Your instructions: All of the data is to be copied word for word.

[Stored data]
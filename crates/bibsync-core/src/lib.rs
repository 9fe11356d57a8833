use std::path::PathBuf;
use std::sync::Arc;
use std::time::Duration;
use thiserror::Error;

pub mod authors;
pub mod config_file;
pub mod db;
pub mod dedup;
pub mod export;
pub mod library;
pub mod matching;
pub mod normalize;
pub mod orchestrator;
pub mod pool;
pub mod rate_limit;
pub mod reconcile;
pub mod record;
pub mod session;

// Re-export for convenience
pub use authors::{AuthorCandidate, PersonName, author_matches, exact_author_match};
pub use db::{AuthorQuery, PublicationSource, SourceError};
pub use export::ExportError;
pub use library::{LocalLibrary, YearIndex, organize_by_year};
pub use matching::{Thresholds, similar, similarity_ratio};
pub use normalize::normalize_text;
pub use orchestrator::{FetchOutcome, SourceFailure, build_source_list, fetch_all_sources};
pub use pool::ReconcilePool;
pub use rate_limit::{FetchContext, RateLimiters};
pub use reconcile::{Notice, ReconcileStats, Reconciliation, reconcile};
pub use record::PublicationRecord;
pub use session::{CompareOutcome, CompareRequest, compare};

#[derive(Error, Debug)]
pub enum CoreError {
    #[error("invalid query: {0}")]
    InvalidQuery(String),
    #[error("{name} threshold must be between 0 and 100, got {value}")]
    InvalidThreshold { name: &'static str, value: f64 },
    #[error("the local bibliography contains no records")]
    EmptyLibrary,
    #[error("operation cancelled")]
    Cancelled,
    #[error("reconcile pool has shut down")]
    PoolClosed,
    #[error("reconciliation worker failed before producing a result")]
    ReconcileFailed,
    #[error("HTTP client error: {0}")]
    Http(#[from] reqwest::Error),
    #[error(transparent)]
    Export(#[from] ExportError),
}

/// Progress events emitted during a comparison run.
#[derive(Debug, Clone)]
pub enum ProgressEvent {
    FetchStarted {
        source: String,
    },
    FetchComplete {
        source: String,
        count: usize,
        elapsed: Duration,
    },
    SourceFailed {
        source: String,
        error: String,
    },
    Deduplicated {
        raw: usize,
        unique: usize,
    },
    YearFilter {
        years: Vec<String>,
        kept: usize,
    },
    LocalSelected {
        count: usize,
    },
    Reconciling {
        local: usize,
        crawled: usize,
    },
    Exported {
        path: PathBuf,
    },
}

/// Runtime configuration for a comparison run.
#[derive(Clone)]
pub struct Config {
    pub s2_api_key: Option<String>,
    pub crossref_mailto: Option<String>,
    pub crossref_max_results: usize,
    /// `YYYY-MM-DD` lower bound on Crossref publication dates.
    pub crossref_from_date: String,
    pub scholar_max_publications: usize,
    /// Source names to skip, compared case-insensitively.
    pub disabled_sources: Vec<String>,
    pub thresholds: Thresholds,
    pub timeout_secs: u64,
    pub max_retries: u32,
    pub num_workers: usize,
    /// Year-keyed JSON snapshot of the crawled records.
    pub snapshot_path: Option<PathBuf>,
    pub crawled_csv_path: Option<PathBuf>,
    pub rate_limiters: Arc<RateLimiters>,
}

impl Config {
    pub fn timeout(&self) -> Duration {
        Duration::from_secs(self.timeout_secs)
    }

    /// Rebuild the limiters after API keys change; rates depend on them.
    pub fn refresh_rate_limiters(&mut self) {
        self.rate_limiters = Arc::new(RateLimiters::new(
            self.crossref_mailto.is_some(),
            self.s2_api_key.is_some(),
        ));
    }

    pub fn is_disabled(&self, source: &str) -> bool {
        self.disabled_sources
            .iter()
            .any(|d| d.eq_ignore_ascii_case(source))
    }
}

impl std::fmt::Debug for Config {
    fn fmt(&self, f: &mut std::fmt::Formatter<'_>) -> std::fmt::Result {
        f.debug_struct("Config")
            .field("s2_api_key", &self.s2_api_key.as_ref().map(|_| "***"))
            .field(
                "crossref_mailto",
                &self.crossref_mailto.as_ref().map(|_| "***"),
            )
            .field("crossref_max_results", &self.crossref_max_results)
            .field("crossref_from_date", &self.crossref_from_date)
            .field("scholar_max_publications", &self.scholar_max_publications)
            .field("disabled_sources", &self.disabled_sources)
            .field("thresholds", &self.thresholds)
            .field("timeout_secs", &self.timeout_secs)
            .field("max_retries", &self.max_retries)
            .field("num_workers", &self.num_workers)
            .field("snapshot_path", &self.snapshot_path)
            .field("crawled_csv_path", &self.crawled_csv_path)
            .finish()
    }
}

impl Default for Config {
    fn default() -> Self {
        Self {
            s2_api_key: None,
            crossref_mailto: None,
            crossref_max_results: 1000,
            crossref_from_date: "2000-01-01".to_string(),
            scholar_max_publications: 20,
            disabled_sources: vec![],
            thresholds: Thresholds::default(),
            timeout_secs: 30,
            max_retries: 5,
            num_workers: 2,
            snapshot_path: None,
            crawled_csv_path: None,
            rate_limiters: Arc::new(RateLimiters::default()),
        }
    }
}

Output for this task:
filename crates/bibsync-core/src/lib.rs
repository 9fe11356d57a8833
use std::path::PathBuf;
use std::sync::Arc;
use std::time::Duration;
use thiserror::Error;

pub mod authors;
pub mod config_file;
pub mod db;
pub mod dedup;
pub mod export;
pub mod library;
pub mod matching;
pub mod normalize;
pub mod orchestrator;
pub mod pool;
pub mod rate_limit;
pub mod reconcile;
pub mod record;
pub mod session;

// Re-export for convenience
pub use authors::{AuthorCandidate, PersonName, author_matches, exact_author_match};
pub use db::{AuthorQuery, PublicationSource, SourceError};
pub use export::ExportError;
pub use library::{LocalLibrary, YearIndex, organize_by_year};
pub use matching::{Thresholds, similar, similarity_ratio};
pub use normalize::normalize_text;
pub use orchestrator::{FetchOutcome, SourceFailure, build_source_list, fetch_all_sources};
pub use pool::ReconcilePool;
pub use rate_limit::{FetchContext, RateLimiters};
pub use reconcile::{Notice, ReconcileStats, Reconciliation, reconcile};
pub use record::PublicationRecord;
pub use session::{CompareOutcome, CompareRequest, compare};

#[derive(Error, Debug)]
pub enum CoreError {
    #[error("invalid query: {0}")]
    InvalidQuery(String),
    #[error("{name} threshold must be between 0 and 100, got {value}")]
    InvalidThreshold { name: &'static str, value: f64 },
    #[error("the local bibliography contains no records")]
    EmptyLibrary,
    #[error("operation cancelled")]
    Cancelled,
    #[error("reconcile pool has shut down")]
    PoolClosed,
    #[error("reconciliation worker failed before producing a result")]
    ReconcileFailed,
    #[error("HTTP client error: {0}")]
    Http(#[from] reqwest::Error),
    #[error(transparent)]
    Export(#[from] ExportError),
}

/// Progress events emitted during a comparison run.
#[derive(Debug, Clone)]
pub enum ProgressEvent {
    FetchStarted {
        source: String,
    },
    FetchComplete {
        source: String,
        count: usize,
        elapsed: Duration,
    },
    SourceFailed {
        source: String,
        error: String,
    },
    Deduplicated {
        raw: usize,
        unique: usize,
    },
    YearFilter {
        years: Vec<String>,
        kept: usize,
    },
    LocalSelected {
        count: usize,
    },
    Reconciling {
        local: usize,
        crawled: usize,
    },
    Exported {
        path: PathBuf,
    },
}

/// Runtime configuration for a comparison run.
#[derive(Clone)]
pub struct Config {
    pub s2_api_key: Option<String>,
    pub crossref_mailto: Option<String>,
    pub crossref_max_results: usize,
    /// `YYYY-MM-DD` lower bound on Crossref publication dates.
    pub crossref_from_date: String,
    pub scholar_max_publications: usize,
    /// Source names to skip, compared case-insensitively.
    pub disabled_sources: Vec<String>,
    pub thresholds: Thresholds,
    pub timeout_secs: u64,
    pub max_retries: u32,
    pub num_workers: usize,
    /// Year-keyed JSON snapshot of the crawled records.
    pub snapshot_path: Option<PathBuf>,
    pub crawled_csv_path: Option<PathBuf>,
    pub rate_limiters: Arc<RateLimiters>,
}

impl Config {
    pub fn timeout(&self) -> Duration {
        Duration::from_secs(self.timeout_secs)
    }

    /// Rebuild the limiters after API keys change; rates depend on them.
    pub fn refresh_rate_limiters(&mut self) {
        self.rate_limiters = Arc::new(RateLimiters::new(
            self.crossref_mailto.is_some(),
            self.s2_api_key.is_some(),
        ));
    }

    pub fn is_disabled(&self, source: &str) -> bool {
        self.disabled_sources
            .iter()
            .any(|d| d.eq_ignore_ascii_case(source))
    }
}

impl std::fmt::Debug for Config {
    fn fmt(&self, f: &mut std::fmt::Formatter<'_>) -> std::fmt::Result {
        f.debug_struct("Config")
            .field("s2_api_key", &self.s2_api_key.as_ref().map(|_| "***"))
            .field(
                "crossref_mailto",
                &self.crossref_mailto.as_ref().map(|_| "***"),
            )
            .field("crossref_max_results", &self.crossref_max_results)
            .field("crossref_from_date", &self.crossref_from_date)
            .field("scholar_max_publications", &self.scholar_max_publications)
            .field("disabled_sources", &self.disabled_sources)
            .field("thresholds", &self.thresholds)
            .field("timeout_secs", &self.timeout_secs)
            .field("max_retries", &self.max_retries)
            .field("num_workers", &self.num_workers)
            .field("snapshot_path", &self.snapshot_path)
            .field("crawled_csv_path", &self.crawled_csv_path)
            .finish()
    }
}

impl Default for Config {
    fn default() -> Self {
        Self {
            s2_api_key: None,
            crossref_mailto: None,
            crossref_max_results: 1000,
            crossref_from_date: "2000-01-01".to_string(),
            scholar_max_publications: 20,
            disabled_sources: vec![],
            thresholds: Thresholds::default(),
            timeout_secs: 30,
            max_retries: 5,
            num_workers: 2,
            snapshot_path: None,
            crawled_csv_path: None,
            rate_limiters: Arc::new(RateLimiters::default()),
        }
    }
}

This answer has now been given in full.